I tested with about 20k clients, each with a single terminator. What I found was that it was an auth thundering herd problem.

It's especially dire for test setups where every identity is authenticating for the first time.

If the identity env info has changed, it will update the identity.
For various reasons, the identity authenticator will also generally be updated.
Both of these writes will cause authentication to be bottle-necked, waiting for the writes to finish.

A related issue is that we have a tls handshake rate limiter, but it's disabled by default. With it disabled, the system can become cpu bound, handshakes can start timing, causing clients to retry and putting yet more load on the system.

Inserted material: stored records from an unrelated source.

use std::path::PathBuf;

use thiserror::Error;

/// Failures that abort a conversion run.
#[derive(Debug, Error)]
pub enum ConvertError {
    #[error("input file {0:?} not found")]
    NotFound(PathBuf),
    #[error("could not read {path:?}")]
    Read {
        path: PathBuf,
        #[source]
        source: std::io::Error,
    },
    #[error(transparent)]
    Parse(#[from] ParseError),
    #[error("could not write {path:?}")]
    Write {
        path: PathBuf,
        #[source]
        source: std::io::Error,
    },
    #[error("could not serialize GeoJSON")]
    Serialize(#[from] serde_json::Error),
}

#[derive(Debug, Error)]
pub enum ParseError {
    #[error("malformed KML markup: {0}")]
    Markup(#[from] roxmltree::Error),
    #[error("bad coordinates in placemark {placemark:?}: {reason}")]
    Coordinates {
        placemark: String,
        reason: CoordinateError,
    },
}

#[derive(Debug, Error, PartialEq, Eq)]
pub enum CoordinateError {
    #[error("{0:?} is not a number")]
    InvalidNumber(String),
    #[error("tuple {0:?} needs at least a longitude and a latitude")]
    IncompleteTuple(String),
    #[error("{0} has no coordinates element")]
    MissingElement(&'static str),
}
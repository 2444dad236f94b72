use std::{fs, path::Path};

use crate::error::{ConvertError, ParseError};

/// Read the whole KML file into memory.
pub fn read_kml_file(filepath: &Path) -> Result<String, ConvertError> {
    if !filepath.exists() {
        return Err(ConvertError::NotFound(filepath.to_path_buf()));
    }
    fs::read_to_string(filepath).map_err(|source| ConvertError::Read {
        path: filepath.to_path_buf(),
        source,
    })
}

/// Parsed KML tree together with the namespace its placemarks live in.
///
/// Every lookup made through [`KmlNode`] is qualified by that namespace, so elements of
/// extension namespaces (e.g. `gx:`) with a matching local name are never picked up.
pub struct KmlDocument<'input> {
    document: roxmltree::Document<'input>,
    namespace: Option<String>,
}

impl<'input> KmlDocument<'input> {
    pub fn parse(text: &'input str) -> Result<Self, ConvertError> {
        let document = roxmltree::Document::parse(text).map_err(ParseError::from)?;
        let namespace = detect_namespace(&document);
        log::debug!("Using KML namespace {:?}", namespace);
        Ok(Self {
            document,
            namespace,
        })
    }

    pub fn namespace(&self) -> Option<&str> {
        self.namespace.as_deref()
    }

    pub fn root<'a>(&'a self) -> KmlNode<'a, 'input> {
        KmlNode {
            node: self.document.root_element(),
            namespace: self.namespace(),
        }
    }

    /// All elements with the given local name, in document order.
    pub fn elements<'a>(
        &'a self,
        name: &'a str,
    ) -> impl Iterator<Item = KmlNode<'a, 'input>> + 'a {
        self.root().descendants(name)
    }
}

/// The placemarks decide the namespace; documents without any fall back to the root element's.
fn detect_namespace(document: &roxmltree::Document) -> Option<String> {
    let root = document.root_element();
    root.descendants()
        .find(|node| node.is_element() && node.tag_name().name() == "Placemark")
        .unwrap_or(root)
        .tag_name()
        .namespace()
        .map(str::to_owned)
}

#[derive(Clone, Copy, Debug)]
pub struct KmlNode<'a, 'input: 'a> {
    node: roxmltree::Node<'a, 'input>,
    namespace: Option<&'a str>,
}

impl<'a, 'input: 'a> KmlNode<'a, 'input> {
    fn wrap(&self, node: roxmltree::Node<'a, 'input>) -> Self {
        Self {
            node,
            namespace: self.namespace,
        }
    }

    fn matches(&self, node: &roxmltree::Node, name: &str) -> bool {
        node.is_element()
            && node.tag_name().name() == name
            && node.tag_name().namespace() == self.namespace
    }

    /// First direct child with the given local name.
    pub fn child(&self, name: &str) -> Option<Self> {
        self.node
            .children()
            .find(|child| self.matches(child, name))
            .map(|child| self.wrap(child))
    }

    /// All direct children with the given local name.
    pub fn children(&self, name: &'a str) -> impl Iterator<Item = Self> + 'a {
        let this = *self;
        self.node
            .children()
            .filter(move |child| this.matches(child, name))
            .map(move |child| this.wrap(child))
    }

    /// Follow a path of direct children, e.g. `["IconStyle", "color"]`.
    pub fn path(&self, names: &[&str]) -> Option<Self> {
        names.iter().try_fold(*self, |node, name| node.child(name))
    }

    /// All descendants with the given local name, excluding `self`, in document order.
    pub fn descendants(&self, name: &'a str) -> impl Iterator<Item = Self> + 'a {
        let this = *self;
        self.node
            .descendants()
            .skip(1)
            .filter(move |node| this.matches(node, name))
            .map(move |node| this.wrap(node))
    }

    pub fn descendant(&self, name: &'a str) -> Option<Self> {
        self.descendants(name).next()
    }

    /// Text preceding the first child element, as it appears in the document.
    pub fn text(&self) -> Option<&'a str> {
        self.node.text()
    }

    pub fn attribute(&self, name: &str) -> Option<&'a str> {
        self.node.attribute(name)
    }
}
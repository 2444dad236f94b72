use crate::error::CoordinateError;

fn parse_component(token: &str) -> Result<f64, CoordinateError> {
    let token = token.trim();
    match token.parse::<f64>() {
        Ok(value) if value.is_finite() => Ok(value),
        _ => Err(CoordinateError::InvalidNumber(token.to_string())),
    }
}

/// Parse the `lon,lat[,alt]` text of a KML Point. Every component must be numeric, the altitude is dropped.
pub fn parse_point(text: &str) -> Result<geo::Coord, CoordinateError> {
    let text = text.trim();
    let components = text
        .split(',')
        .map(parse_component)
        .collect::<Result<Vec<f64>, _>>()?;
    match components[..] {
        [x, y, ..] => Ok(geo::Coord { x, y }),
        _ => Err(CoordinateError::IncompleteTuple(text.to_string())),
    }
}

/// Parse whitespace separated `lon,lat[,alt]` tuples, keeping their order. Only longitude and latitude are read.
pub fn parse_coordinate_list(text: &str) -> Result<geo::LineString, CoordinateError> {
    text.split_whitespace()
        .map(|tuple| {
            let mut components = tuple.split(',');
            match (components.next(), components.next()) {
                (Some(x), Some(y)) => Ok(geo::Coord {
                    x: parse_component(x)?,
                    y: parse_component(y)?,
                }),
                _ => Err(CoordinateError::IncompleteTuple(tuple.to_string())),
            }
        })
        .collect::<Result<Vec<geo::Coord>, _>>()
        .map(geo::LineString::new)
}
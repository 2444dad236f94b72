pub mod color;
pub mod coordinates;
pub mod diagnostic;
pub mod document;
pub mod placemark;
pub mod styles;
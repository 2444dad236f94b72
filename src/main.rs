extern crate log;
pub mod config;
pub mod convert;
pub mod error;
pub mod geofile;
pub mod kml;
use crate::config::{read_config_file, Config, DEFAULT_INPUT_FILEPATH, DEFAULT_OUTPUT_FILEPATH};
use crate::convert::{convert_kml_to_geojson, ConvertOptions};
use clap::Parser;
use std::path::PathBuf;

/// Convert a KML export into a GeoJSON FeatureCollection with marker colors.
#[derive(Parser, Debug)]
#[command(author, version, about, long_about = None)]
struct Args {
    /// Path to the input KML file.
    #[arg(short, long, default_value = DEFAULT_INPUT_FILEPATH)]
    input: PathBuf,

    /// Path of the GeoJSON file to write. An existing file is overwritten.
    #[arg(short, long, default_value = DEFAULT_OUTPUT_FILEPATH)]
    output: PathBuf,

    /// Warn about placemarks without geometry and unresolved styles.
    #[arg(long)]
    strict: bool,

    /// Path to a YAML config file. Replaces the other arguments when given.
    #[arg(short, long)]
    config_filepath: Option<PathBuf>,
}

impl From<Args> for Config {
    fn from(args: Args) -> Self {
        Self {
            input_path: args.input,
            output_path: args.output,
            strict: args.strict,
        }
    }
}

fn try_main() -> anyhow::Result<()> {
    let args = Args::try_parse()?;
    let config = match args.config_filepath.clone() {
        Some(config_filepath) => read_config_file(&config_filepath)?,
        None => Config::from(args),
    };

    log::info!(
        "Converting {:?} to {:?} with marker colors",
        &config.input_path,
        &config.output_path
    );
    let report = convert_kml_to_geojson(
        &config.input_path,
        &config.output_path,
        &ConvertOptions {
            strict: config.strict,
        },
    )?;
    if !report.diagnostics.is_empty() {
        log::warn!("{} issues found in the input", report.diagnostics.len());
    }
    log::info!(
        "Converted {} features to {:?}",
        report.features_written,
        &config.output_path
    );
    Ok(())
}

fn main() {
    if std::env::var("RUST_LOG").is_err() {
        std::env::set_var("RUST_LOG", "info")
    }
    env_logger::init();
    if let Err(e) = try_main() {
        eprintln!("Error: {:?}", e);
        std::process::exit(1)
    }
}
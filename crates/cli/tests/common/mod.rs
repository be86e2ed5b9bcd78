//! Common utilities for integration tests

pub mod cli;
pub mod fixtures;

pub use fixtures::TestProject;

My test setup also had two issues that you probably don't have:

  1. The Go SDK will check to see if it can use OIDC by checking the /versions API. If this times out or is rejected because of the TLS handshaking timing out, the system will fallback to using legacy auth/sessions. This will further increase the load on the system because it will be persisting sessions.
  2. I created all of my identities on a single controller, to speed things up, then expanded my cluster after the model was in place. This sped up model creation, but it meant all my identities only had one controller in the configuration. All the auth load was then concentrated on that single controller.

After I enabled the tls handshake rate limiter, made the identity and authenticator writes happen in the background with size limited queues and fixed the versions check timeout I was able to get the 20k terminators created in a reasonable amount of time.

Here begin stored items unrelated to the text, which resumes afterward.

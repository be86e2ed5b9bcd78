//! Raw file-system events as delivered by an event source

use notify::event::{EventKind, ModifyKind, RenameMode};
use std::path::PathBuf;

/// Name of the property carried by rename events
pub const NAME_PROPERTY: &str = "name";

/// Name of the property carried by metadata-only events
pub const METADATA_PROPERTY: &str = "metadata";

/// One raw event from the event source
#[derive(Debug, Clone, PartialEq, Eq)]
pub struct RawEvent {
    /// File the event is about, if the source could resolve one
    pub path: Option<PathBuf>,
    /// What happened
    pub kind: RawEventKind,
}

/// Type of raw event
#[derive(Debug, Clone, PartialEq, Eq)]
pub enum RawEventKind {
    /// File created
    Created,
    /// File content changed
    Modified,
    /// File deleted
    Deleted,
    /// A file property changed (`name` for renames)
    PropertyChanged { name: String },
}

impl RawEvent {
    /// Create a new event
    pub fn new(path: impl Into<PathBuf>, kind: RawEventKind) -> Self {
        Self {
            path: Some(path.into()),
            kind,
        }
    }

    /// Content-changed event
    pub fn modified(path: impl Into<PathBuf>) -> Self {
        Self::new(path, RawEventKind::Modified)
    }

    /// Creation event
    pub fn created(path: impl Into<PathBuf>) -> Self {
        Self::new(path, RawEventKind::Created)
    }

    /// Deletion event
    pub fn deleted(path: impl Into<PathBuf>) -> Self {
        Self::new(path, RawEventKind::Deleted)
    }

    /// Rename (name property change) event
    pub fn renamed(path: impl Into<PathBuf>) -> Self {
        Self::property_changed(path, NAME_PROPERTY)
    }

    /// Property change event
    pub fn property_changed(path: impl Into<PathBuf>, name: &str) -> Self {
        Self::new(
            path,
            RawEventKind::PropertyChanged {
                name: name.to_string(),
            },
        )
    }

    /// Translate a notify event into raw events, one per path
    ///
    /// Access events carry no change and are dropped. An event without
    /// paths yields a single path-less event.
    ///
    /// A rename with a known side is a change of content at that path: the
    /// source side is deleted and the target side created, which covers
    /// atomic saves that rename a temp file over a layout. Only renames of
    /// unknown direction are reported as a `name` property change.
    pub fn from_notify(event: &notify::Event) -> Vec<RawEvent> {
        let kind = match event.kind {
            EventKind::Access(_) => return Vec::new(),
            EventKind::Create(_) => RawEventKind::Created,
            EventKind::Remove(_) => RawEventKind::Deleted,
            EventKind::Modify(ModifyKind::Name(RenameMode::To)) => RawEventKind::Created,
            EventKind::Modify(ModifyKind::Name(RenameMode::From)) => RawEventKind::Deleted,
            EventKind::Modify(ModifyKind::Name(RenameMode::Both)) => {
                return Self::from_rename_pair(&event.paths);
            }
            EventKind::Modify(ModifyKind::Name(_)) => RawEventKind::PropertyChanged {
                name: NAME_PROPERTY.to_string(),
            },
            EventKind::Modify(ModifyKind::Metadata(_)) => RawEventKind::PropertyChanged {
                name: METADATA_PROPERTY.to_string(),
            },
            EventKind::Modify(_) | EventKind::Any | EventKind::Other => RawEventKind::Modified,
        };

        if event.paths.is_empty() {
            return vec![RawEvent { path: None, kind }];
        }

        event
            .paths
            .iter()
            .map(|path| RawEvent {
                path: Some(path.clone()),
                kind: kind.clone(),
            })
            .collect()
    }

    /// `[from, to]` of a paired rename: old path deleted, new path created
    fn from_rename_pair(paths: &[PathBuf]) -> Vec<RawEvent> {
        match paths {
            [] => vec![RawEvent {
                path: None,
                kind: RawEventKind::PropertyChanged {
                    name: NAME_PROPERTY.to_string(),
                },
            }],
            [from, rest @ ..] => std::iter::once(RawEvent::deleted(from.clone()))
                .chain(rest.iter().map(|to| RawEvent::created(to.clone())))
                .collect(),
        }
    }
}

#[cfg(test)]
mod tests {
    use super::*;
    use notify::event::{AccessKind, CreateKind, DataChange, RemoveKind, RenameMode};

    fn notify_event(kind: EventKind, paths: &[&str]) -> notify::Event {
        let mut event = notify::Event::new(kind);
        for path in paths {
            event = event.add_path(PathBuf::from(path));
        }
        event
    }

    #[test]
    fn test_from_notify_kinds() {
        let create = notify_event(EventKind::Create(CreateKind::File), &["/p/a.xml"]);
        assert_eq!(RawEvent::from_notify(&create), vec![RawEvent::created("/p/a.xml")]);

        let write = notify_event(EventKind::Modify(ModifyKind::Data(DataChange::Content)), &["/p/a.xml"]);
        assert_eq!(RawEvent::from_notify(&write), vec![RawEvent::modified("/p/a.xml")]);

        let remove = notify_event(EventKind::Remove(RemoveKind::File), &["/p/a.xml"]);
        assert_eq!(RawEvent::from_notify(&remove), vec![RawEvent::deleted("/p/a.xml")]);
    }

    #[test]
    fn test_from_notify_paired_rename_deletes_old_creates_new() {
        let rename = notify_event(
            EventKind::Modify(ModifyKind::Name(RenameMode::Both)),
            &["/p/old.xml", "/p/new.xml"],
        );
        assert_eq!(
            RawEvent::from_notify(&rename),
            vec![RawEvent::deleted("/p/old.xml"), RawEvent::created("/p/new.xml")]
        );
    }

    #[test]
    fn test_from_notify_rename_sides() {
        // Atomic save: temp file renamed over the layout
        let to = notify_event(
            EventKind::Modify(ModifyKind::Name(RenameMode::To)),
            &["/p/res/layout/main.xml"],
        );
        assert_eq!(
            RawEvent::from_notify(&to),
            vec![RawEvent::created("/p/res/layout/main.xml")]
        );

        let from = notify_event(
            EventKind::Modify(ModifyKind::Name(RenameMode::From)),
            &["/p/res/layout/main.xml"],
        );
        assert_eq!(
            RawEvent::from_notify(&from),
            vec![RawEvent::deleted("/p/res/layout/main.xml")]
        );
    }

    #[test]
    fn test_from_notify_rename_of_unknown_direction_is_name_property() {
        let rename = notify_event(
            EventKind::Modify(ModifyKind::Name(RenameMode::Any)),
            &["/p/a.xml"],
        );
        assert_eq!(RawEvent::from_notify(&rename), vec![RawEvent::renamed("/p/a.xml")]);
    }

    #[test]
    fn test_from_notify_access_dropped() {
        let access = notify_event(EventKind::Access(AccessKind::Any), &["/p/a.xml"]);
        assert!(RawEvent::from_notify(&access).is_empty());
    }

    #[test]
    fn test_from_notify_without_paths() {
        let event = notify_event(EventKind::Any, &[]);
        let raw = RawEvent::from_notify(&event);
        assert_eq!(raw.len(), 1);
        assert!(raw[0].path.is_none());
    }
}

I'm working on making the following changes:

  1. Make the tls handshake rate limiter enabled by default
  2. Andrew is looking at make changes to enrollment, so that the authenticator doesn't need any changes on initial auth
  3. Making identity sdk env writes backgrounded and optionally allow them to be dropped if the system is too busy
  4. Fix the Go sdk /versions check: loop until is succeeds with some waits in between. This matches the c-sdk behavior.

Cheers,
Paul

1 Like

Thanks again @plorenz .

Sounds like you’ve made some excellent progress on this.

When i saw the identity and authenticator were getting updated it did occur to me that it wouldn’t exactly be helping the situation.

The changes you suggested seem logical so i will stand by while you work on them.

Many thanks.